▶ _Instructions to follow_: Produce the records below again, word for word, but stop after the line that contains "use serde_json::Value;".

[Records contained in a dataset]
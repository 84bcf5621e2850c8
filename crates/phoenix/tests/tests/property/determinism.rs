//! Property tests: everything seeded from the spec hash is reproducible.

use phoenix_evolution_engine::{CodeGen, Planner, StubCodeGen, StubPlanner};
use phoenix_swap_gate::{build_corpus, SYNTHETIC_INPUTS};
use phoenix_tests::{hello_spec, requirements};
use proptest::prelude::*;
use serde_json::Value;

// ---------------------------------------------------------------------------
// Helpers / Strategies
// ---------------------------------------------------------------------------

/// A valid spec document with a random name and example set.
fn arb_spec() -> impl Strategy<Value = Value> {
    (
        "[a-z][a-z0-9-]{0,15}",
        prop::collection::vec("[a-zA-Z0-9 ]{1,24}", 1..5),
    )
        .prop_map(|(name, inputs)| {
            let mut doc = hello_spec();
            doc["meta"]["name"] = Value::String(name);
            doc["examples"] = inputs
                .iter()
                .enumerate()
                .map(|(i, input)| {
                    serde_json::json!({
                        "id": format!("EX-{i}"),
                        "input": input,
                        "expected_output_contains": ["OK"]
                    })
                })
                .collect();
            doc
        })
}

proptest! {
    /// Same spec bytes and iteration give byte-identical plans and bundles.
    #[test]
    fn stub_generation_is_reproducible(doc in arb_spec(), iteration in 0u32..6) {
        let rt = tokio::runtime::Runtime::new().unwrap();
        rt.block_on(async {
            let a = requirements(&doc);
            let b = requirements(&doc);
            prop_assert_eq!(a.spec_hash, b.spec_hash);

            let plan_a = StubPlanner::new().plan(&a, iteration).await.unwrap();
            let plan_b = StubPlanner::new().plan(&b, iteration).await.unwrap();
            prop_assert_eq!(&plan_a, &plan_b);

            let bundle_a = StubCodeGen::new().generate(&a, &plan_a, iteration).await.unwrap();
            let bundle_b = StubCodeGen::new().generate(&b, &plan_b, iteration).await.unwrap();
            prop_assert_eq!(bundle_a, bundle_b);
            Ok::<(), TestCaseError>(())
        })?;
    }

    /// Consecutive iterations never reuse a version id.
    #[test]
    fn iterations_get_distinct_versions(doc in arb_spec(), iteration in 0u32..6) {
        let rt = tokio::runtime::Runtime::new().unwrap();
        rt.block_on(async {
            let req = requirements(&doc);
            let this = StubPlanner::new().plan(&req, iteration).await.unwrap();
            let next = StubPlanner::new().plan(&req, iteration + 1).await.unwrap();
            prop_assert_ne!(this.version_id, next.version_id);
            Ok::<(), TestCaseError>(())
        })?;
    }

    /// Same spec hash gives the same examples-then-synthetic corpus.
    #[test]
    fn shadow_corpus_is_reproducible(doc in arb_spec()) {
        let req = requirements(&doc);
        let a = build_corpus(&req);
        let b = build_corpus(&requirements(&doc));
        prop_assert_eq!(&a, &b);
        prop_assert_eq!(a.len(), req.examples.len() + SYNTHETIC_INPUTS);
        for (input, example) in a.iter().zip(&req.examples) {
            prop_assert_eq!(input, &example.input);
        }
        prop_assert!(a[req.examples.len()..].iter().all(|s| s.starts_with("syn-")));
    }
}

▶ _Expected output_:
repository 84bcf5621e2850c8
filename crates/phoenix/tests/tests/property/determinism.rs
//! Property tests: everything seeded from the spec hash is reproducible.

use phoenix_evolution_engine::{CodeGen, Planner, StubCodeGen, StubPlanner};
use phoenix_swap_gate::{build_corpus, SYNTHETIC_INPUTS};
use phoenix_tests::{hello_spec, requirements};
use proptest::prelude::*;
use serde_json::Value;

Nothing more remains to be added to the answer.